There's nothing stopping a person from putting an ESP on a RPi B board format (or a Zero one), other than certain IO limitation. The upcoming P4 might be a candidate [0]. If you are interested in sbc in Pi form factors (B, Zero, CM3, CM4), then something I follow is CNX [1]. It will typically have notifications of any new Orange Pi, Libre Computer, etc.

0. https://www.espressif.com/en/news/ESP32-P4

1. https://www.cnx-software.com/news/raspberry-pi/

It would be amusing if they used a pi2040 chip to drive the IO pins on such a board. I'm sure there's cheaper chips out there to do this.
It might make sense given pi2040’s PIO capabilities. Additionally, the RPi5’s io chip, RP1, might have some similar tricks inside.

The Raspberry Pi Pico has a fascinating peripheral known as the “Programmable Input/Output” (PIO). This device allows us to write very simple assembly programs to emulate a number of different peripherals and communication protocols.

https://www.digikey.com/en/maker/projects/raspberry-pi-pico-...

RP1 is our I/O controller for Raspberry Pi 5, designed by the same team at Raspberry Pi that delivered the RP2040 microcontroller, and implemented, like RP2040, on TSMC’s mature 40LP process.

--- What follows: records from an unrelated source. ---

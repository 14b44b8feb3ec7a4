//! Cloud Solver — API error types.

use axum::Json;
use axum::http::StatusCode;
use axum::response::{IntoResponse, Response};
use cloudsolver_core::error::DomainError;
use serde::Serialize;
use thiserror::Error;

/// Startup and runtime errors for the API server.
#[derive(Debug, Error)]
pub enum AppError {
    /// A required environment variable is missing or invalid.
    #[error("configuration error: {0}")]
    Config(String),

    /// Database connection or pool error.
    #[error("database error: {0}")]
    Database(#[from] sqlx::Error),

    /// Network binding or I/O error.
    #[error("server error: {0}")]
    Server(#[from] std::io::Error),

    /// Tracing or span export could not be set up.
    #[error("telemetry error: {0}")]
    Telemetry(String),

    /// Built-in content or another domain invariant failed at startup.
    #[error("startup error: {0}")]
    Domain(#[from] DomainError),
}

/// JSON body returned for error responses.
#[derive(Debug, Serialize)]
pub struct ErrorBody {
    /// Machine-readable error code.
    pub error: &'static str,
    /// Human-readable error message.
    pub message: String,
}

/// HTTP-layer wrapper around `DomainError` that implements `IntoResponse`.
#[derive(Debug)]
pub struct ApiError(pub DomainError);

impl From<DomainError> for ApiError {
    fn from(err: DomainError) -> Self {
        Self(err)
    }
}

impl IntoResponse for ApiError {
    fn into_response(self) -> Response {
        let (status, error_code) = match &self.0 {
            DomainError::InvalidScoreInput(_) => (StatusCode::BAD_REQUEST, "invalid_score_input"),
            DomainError::Validation(_) => (StatusCode::BAD_REQUEST, "validation_error"),
            DomainError::HintLimitReached { .. } => (StatusCode::BAD_REQUEST, "hint_limit_reached"),
            DomainError::NotFound(_) => (StatusCode::NOT_FOUND, "not_found"),
            DomainError::SessionBusy => (StatusCode::CONFLICT, "session_busy"),
            DomainError::InvalidTransition(_) => (StatusCode::CONFLICT, "invalid_transition"),
            DomainError::PersistenceUnavailable(_) => {
                (StatusCode::SERVICE_UNAVAILABLE, "persistence_unavailable")
            }
            DomainError::Infrastructure(_) => {
                (StatusCode::INTERNAL_SERVER_ERROR, "infrastructure_error")
            }
        };

        let body = ErrorBody {
            error: error_code,
            message: self.0.to_string(),
        };

        (status, Json(body)).into_response()
    }
}
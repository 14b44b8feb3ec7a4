//! `PostgreSQL` implementation of the `ProgressRepository` trait.

use async_trait::async_trait;
use chrono::{DateTime, Utc};
use sqlx::PgPool;
use tracing::debug;
use uuid::Uuid;

use cloudsolver_core::error::DomainError;
use cloudsolver_core::repository::{ProgressRepository, ScoreStanding, StoredProgress};

use crate::schema::CREATE_PLAYER_PROGRESS_TABLE;

/// PostgreSQL-backed progress repository. Each player has one row holding
/// the latest snapshot as JSONB.
#[derive(Debug, Clone)]
pub struct PgProgressRepository {
    pool: PgPool,
}

fn unavailable(err: sqlx::Error) -> DomainError {
    DomainError::PersistenceUnavailable(err.to_string())
}

/// `total_score` of the row's snapshot, zero when absent or not an integer.
const TOTAL_SCORE: &str = "CASE WHEN jsonb_typeof(snapshot->'total_score') = 'number' \
     THEN GREATEST((snapshot->>'total_score')::numeric::bigint, 0) ELSE 0 END";

impl PgProgressRepository {
    /// Creates a new `PgProgressRepository`.
    #[must_use]
    pub fn new(pool: PgPool) -> Self {
        Self { pool }
    }

    /// Creates the progress table if it does not exist yet.
    ///
    /// # Errors
    ///
    /// Returns `DomainError::PersistenceUnavailable` if the statement fails.
    pub async fn ensure_schema(&self) -> Result<(), DomainError> {
        sqlx::raw_sql(CREATE_PLAYER_PROGRESS_TABLE)
            .execute(&self.pool)
            .await
            .map_err(unavailable)?;
        Ok(())
    }
}

#[async_trait]
impl ProgressRepository for PgProgressRepository {
    async fn load(&self, player_id: Uuid) -> Result<Option<StoredProgress>, DomainError> {
        let row: Option<(Uuid, serde_json::Value, DateTime<Utc>)> = sqlx::query_as(
            "SELECT player_id, snapshot, saved_at FROM player_progress WHERE player_id = $1",
        )
        .bind(player_id)
        .fetch_optional(&self.pool)
        .await
        .map_err(unavailable)?;

        Ok(row.map(|(player_id, snapshot, saved_at)| StoredProgress {
            player_id,
            snapshot,
            saved_at,
        }))
    }

    async fn save(&self, progress: &StoredProgress) -> Result<(), DomainError> {
        sqlx::query(
            "INSERT INTO player_progress (player_id, snapshot, saved_at) \
             VALUES ($1, $2, $3) \
             ON CONFLICT (player_id) DO UPDATE SET \
                 snapshot = EXCLUDED.snapshot, saved_at = EXCLUDED.saved_at",
        )
        .bind(progress.player_id)
        .bind(&progress.snapshot)
        .bind(progress.saved_at)
        .execute(&self.pool)
        .await
        .map_err(unavailable)?;

        debug!(player_id = %progress.player_id, "progress saved");
        Ok(())
    }

    async fn top_scores(&self, limit: usize) -> Result<Vec<StoredProgress>, DomainError> {
        let limit = i64::try_from(limit).unwrap_or(i64::MAX);
        let sql = format!(
            "SELECT player_id, snapshot, saved_at FROM player_progress \
             ORDER BY {TOTAL_SCORE} DESC, player_id LIMIT $1"
        );
        let rows: Vec<(Uuid, serde_json::Value, DateTime<Utc>)> = sqlx::query_as(&sql)
            .bind(limit)
            .fetch_all(&self.pool)
            .await
            .map_err(unavailable)?;

        Ok(rows
            .into_iter()
            .map(|(player_id, snapshot, saved_at)| StoredProgress {
                player_id,
                snapshot,
                saved_at,
            })
            .collect())
    }

    async fn standing(&self, total_score: u64) -> Result<ScoreStanding, DomainError> {
        let score = i64::try_from(total_score).unwrap_or(i64::MAX);
        let sql = format!(
            "SELECT COUNT(*) FILTER (WHERE {TOTAL_SCORE} > $1), COUNT(*) FROM player_progress"
        );
        let (higher, participants): (i64, i64) = sqlx::query_as(&sql)
            .bind(score)
            .fetch_one(&self.pool)
            .await
            .map_err(unavailable)?;

        Ok(ScoreStanding {
            higher_scores: u64::try_from(higher).unwrap_or(0),
            participants: u64::try_from(participants).unwrap_or(0),
        })
    }
}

https://www.raspberrypi.com/news/introducing-raspberry-pi-5/

It may be that whatever is currently bottlenecking RPi4 production isn't relevant to RPi5.
Through hole components resulted in previous Pi's being slightly slower to manufacture, the Pi5 only uses surface mount components which should increase Sony's build cadence.
The bottleneck has been component availability ("supply chain"), not manufacturing.
Upton talked about this in an interview. It's partly the interplay of manufacturing at this point, too.

When they have parts, they'd like to catch up with the backlog faster. Because the 5 doesn't rely on the robots that place through-hole components, its production can to a degree "overlap" with the Pi 4, basically increasing the total number of boards created per hour.

Having two SoCs that don't require the same machines also helps ease a bottleneck there.

That seems like talk about the future. There can be only one bottleneck at a time.
The RP1 I/O custom silicon hints that this may be the case
"Don't expect it" to "launching Q4 for individual buyers" isn't really a u-turn.
Or it's a great way to counter the shortage by instead offering a new product that uses parts more easily available. We'll see.
I'm much more surprised that they decided to launch with a GPU that would have been considered awful if it had been released with previous pi four years ago.
Would you consider it better than no GPU at all?
The recent crop of unrefined, made-for-experimenters RISC-V chips that have GPUs that are a LOT faster. Add an extra $0.50 to the chip cost and use an out-of-the-box Mali GPU that's several times faster and has better driver support courtesy of ARM (who now support the open source drivers).
Quite possibly they weren’t expecting to be ready to launch in 2023 but the design/supply/capacity issues were resolved quicker than expected.
CEOs lie, thats in their job description.

My little pi CEO anecdote: Eben Upton visited local hackerspace many years ago, someone asked about Pi2 (or maybe 3) potential release date and should he wait or buy now, Eben answered they arent even planning next version. A week later Pi2 was announced.

Meh, that's pretty standard practice due to the Osborn effect. [1] At the Pi1 phase, Rpi was a pretty small company. It wouldn't have been great for them if rumor got spread far and wide that Pi2 was on it's way in a week or two.

[1] https://en.wikipedia.org/wiki/Osborne_effect

I think the criticism of saying "we're not even thinking of a replacement" is fair, the standard dodge "we don't have anything to announce at this time" which is enough to avoid the Osborne Effect.